Exercise aim — When the line containing "the registry accepts." is reached, include it and end there; set down verbatim every line before it, starting at the top of the records.

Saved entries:
┄┄┄┄┄┄┄┄┄┄
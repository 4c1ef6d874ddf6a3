use std::collections::BTreeMap;
use std::time::Duration;

use serde::{Deserialize, Serialize};

use pkgwatch_config::{Config, UpdateTarget};

pub const SEARCH_PACKAGES: &str = "search_packages";
pub const PACKAGE_VERSIONS: &str = "package_versions";
pub const PACKAGE_DETAILS: &str = "package_details";
pub const PACKAGE_PAGE: &str = "package_page";
pub const CHECK_UPDATES: &str = "check_updates";
pub const UPGRADE_PACKAGES: &str = "upgrade_packages";

/// Longest package name the registry accepts.
pub const MAX_PACKAGE_NAME_LEN: usize = 214;

/// JSON schema representation for tool input contracts.
#[derive(Debug, Clone, PartialEq, Serialize, Deserialize)]
#[serde(tag = "type", rename_all = "lowercase")]
pub enum JsonSchema {
  String {
    #[serde(skip_serializing_if = "Option::is_none")]
    description: Option<String>,
    #[serde(rename = "enum", skip_serializing_if = "Option::is_none")]
    allowed: Option<Vec<String>>,
    #[serde(rename = "minLength", skip_serializing_if = "Option::is_none")]
    min_length: Option<usize>,
    #[serde(rename = "maxLength", skip_serializing_if = "Option::is_none")]
    max_length: Option<usize>,
  },
  Integer {
    #[serde(skip_serializing_if = "Option::is_none")]
    description: Option<String>,
    #[serde(skip_serializing_if = "Option::is_none")]
    default: Option<i64>,
    #[serde(skip_serializing_if = "Option::is_none")]
    minimum: Option<i64>,
    #[serde(skip_serializing_if = "Option::is_none")]
    maximum: Option<i64>,
  },
  Boolean {
    #[serde(skip_serializing_if = "Option::is_none")]
    description: Option<String>,
  },
  Object {
    properties: BTreeMap<String, JsonSchema>,
    #[serde(skip_serializing_if = "Option::is_none")]
    required: Option<Vec<String>>,
    #[serde(rename = "additionalProperties")]
    additional_properties: bool,
  },
}

impl JsonSchema {
  pub fn to_value(&self) -> serde_json::Value {
    serde_json::to_value(self).unwrap_or_else(|_| serde_json::json!({ "type": "object" }))
  }

  pub fn type_name(&self) -> &'static str {
    match self {
      JsonSchema::String { .. } => "string",
      JsonSchema::Integer { .. } => "integer",
      JsonSchema::Boolean { .. } => "boolean",
      JsonSchema::Object { .. } => "object",
    }
  }
}

/// Immutable description of one operation.
#[derive(Debug, Clone, Serialize)]
pub struct ToolSpec {
  pub name: String,
  pub description: String,
  pub input_schema: JsonSchema,
  /// Outer deadline for one invocation, queueing included.
  #[serde(skip)]
  pub timeout: Duration,
}

impl ToolSpec {
  pub fn new(
    name: impl Into<String>,
    description: impl Into<String>,
    input_schema: JsonSchema,
    timeout: Duration,
  ) -> Self {
    Self {
      name: name.into(),
      description: description.into(),
      input_schema,
      timeout,
    }
  }
}

pub fn build_specs(config: &Config) -> Vec<ToolSpec> {
  let invocation = config.timeouts.invocation();
  let update_invocation = config.timeouts.update_invocation();
  vec![
    search_tool(invocation),
    versions_tool(invocation),
    details_tool(invocation),
    page_tool(invocation),
    update_tool(
      CHECK_UPDATES,
      "Report dependencies in a package.json that have newer versions, without changing the file.",
      update_invocation,
    ),
    update_tool(
      UPGRADE_PACKAGES,
      "Rewrite dependency ranges in a package.json to newer versions. Does not run npm install.",
      update_invocation,
    ),
  ]
}

fn obj(properties: BTreeMap<String, JsonSchema>, required: &[&str]) -> JsonSchema {
  JsonSchema::Object {
    properties,
    required: if required.is_empty() {
      None
    } else {
      Some(required.iter().map(|s| s.to_string()).collect())
    },
    additional_properties: false,
  }
}

fn str_field(desc: &str) -> JsonSchema {
  JsonSchema::String {
    description: Some(desc.to_string()),
    allowed: None,
    min_length: None,
    max_length: None,
  }
}

fn package_field() -> JsonSchema {
  JsonSchema::String {
    description: Some("Package name, e.g. `react` or `@types/node`".to_string()),
    allowed: None,
    min_length: Some(1),
    max_length: Some(MAX_PACKAGE_NAME_LEN),
  }
}

fn bool_field(desc: &str) -> JsonSchema {
  JsonSchema::Boolean {
    description: Some(desc.to_string()),
  }
}

fn search_tool(timeout: Duration) -> ToolSpec {
  let mut properties = BTreeMap::new();
  properties.insert(
    "query".to_string(),
    JsonSchema::String {
      description: Some("Search text".to_string()),
      allowed: None,
      min_length: Some(1),
      max_length: None,
    },
  );
  properties.insert(
    "size".to_string(),
    JsonSchema::Integer {
      description: Some("Number of results to return".to_string()),
      default: Some(10),
      minimum: Some(1),
      maximum: Some(250),
    },
  );

  ToolSpec::new(
    SEARCH_PACKAGES,
    "Search the npm registry for packages.",
    obj(properties, &["query"]),
    timeout,
  )
}

fn package_tool(name: &str, description: &str, timeout: Duration) -> ToolSpec {
  let mut properties = BTreeMap::new();
  properties.insert("package".to_string(), package_field());
  ToolSpec::new(name, description, obj(properties, &["package"]), timeout)
}

fn versions_tool(timeout: Duration) -> ToolSpec {
  package_tool(
    PACKAGE_VERSIONS,
    "List the published versions of a package, newest first.",
    timeout,
  )
}

fn details_tool(timeout: Duration) -> ToolSpec {
  package_tool(
    PACKAGE_DETAILS,
    "Show package metadata with its most recent versions and publish times.",
    timeout,
  )
}

fn page_tool(timeout: Duration) -> ToolSpec {
  package_tool(
    PACKAGE_PAGE,
    "Read the text of a package's npmjs.com page, README included.",
    timeout,
  )
}

fn update_tool(name: &str, description: &str, timeout: Duration) -> ToolSpec {
  let mut properties = BTreeMap::new();
  properties.insert(
    "package_file".to_string(),
    str_field("Manifest path relative to `cwd` (default: package.json)"),
  );
  properties.insert(
    "cwd".to_string(),
    str_field("Directory the manifest path is resolved against (default: server working directory)"),
  );
  properties.insert(
    "target".to_string(),
    JsonSchema::String {
      description: Some("Which version to move each dependency to".to_string()),
      allowed: Some(
        UpdateTarget::ALL
          .iter()
          .map(|target| target.as_str().to_string())
          .collect(),
      ),
      min_length: None,
      max_length: None,
    },
  );
  properties.insert(
    "filter".to_string(),
    str_field("Only consider packages matching this name, list or /regex/"),
  );
  properties.insert(
    "reject".to_string(),
    str_field("Skip packages matching this name, list or /regex/"),
  );
  properties.insert(
    "dep".to_string(),
    str_field("Dependency sections to check, e.g. `prod,dev`"),
  );
  properties.insert("peer".to_string(), bool_field("Check peer dependencies of installed packages"));
  properties.insert("pre".to_string(), bool_field("Include prerelease versions"));
  properties.insert(
    "minimal".to_string(),
    bool_field("Do not upgrade versions already satisfied by the current range"),
  );

  ToolSpec::new(name, description, obj(properties, &[]), timeout)
}

#[cfg(test)]
mod tests {
  use pretty_assertions::assert_eq;

  use super::*;

  #[test]
  fn catalog_is_fixed_and_unique() {
    let specs = build_specs(&Config::default());
    let names: Vec<&str> = specs.iter().map(|spec| spec.name.as_str()).collect();
    assert_eq!(
      names,
      vec![
        SEARCH_PACKAGES,
        PACKAGE_VERSIONS,
        PACKAGE_DETAILS,
        PACKAGE_PAGE,
        CHECK_UPDATES,
        UPGRADE_PACKAGES
      ]
    );
  }

  #[test]
  fn update_tools_get_the_longer_deadline() {
    let mut config = Config::default();
    config.timeouts.invocation_ms = 1_000;
    config.timeouts.update_invocation_ms = 9_000;
    let specs = build_specs(&config);

    for spec in &specs {
      let expected = if spec.name == CHECK_UPDATES || spec.name == UPGRADE_PACKAGES {
        Duration::from_secs(9)
      } else {
        Duration::from_secs(1)
      };
      assert_eq!(spec.timeout, expected, "{}", spec.name);
    }
  }

  #[test]
  fn search_schema_serializes_bounds_and_default() {
    let schema = search_tool(Duration::from_secs(30)).input_schema.to_value();
    assert_eq!(
      schema,
      serde_json::json!({
        "type": "object",
        "properties": {
          "query": { "type": "string", "description": "Search text", "minLength": 1 },
          "size": {
            "type": "integer",
            "description": "Number of results to return",
            "default": 10,
            "minimum": 1,
            "maximum": 250
          }
        },
        "required": ["query"],
        "additionalProperties": false
      })
    );
  }
}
┄┄┄┄┄┄┄┄┄┄
Answer box —
repository 4c1ef6d874ddf6a3
use std::collections::BTreeMap;
use std::time::Duration;

use serde::{Deserialize, Serialize};

use pkgwatch_config::{Config, UpdateTarget};

pub const SEARCH_PACKAGES: &str = "search_packages";
pub const PACKAGE_VERSIONS: &str = "package_versions";
pub const PACKAGE_DETAILS: &str = "package_details";
pub const PACKAGE_PAGE: &str = "package_page";
pub const CHECK_UPDATES: &str = "check_updates";
pub const UPGRADE_PACKAGES: &str = "upgrade_packages";

/// Longest package name the registry accepts.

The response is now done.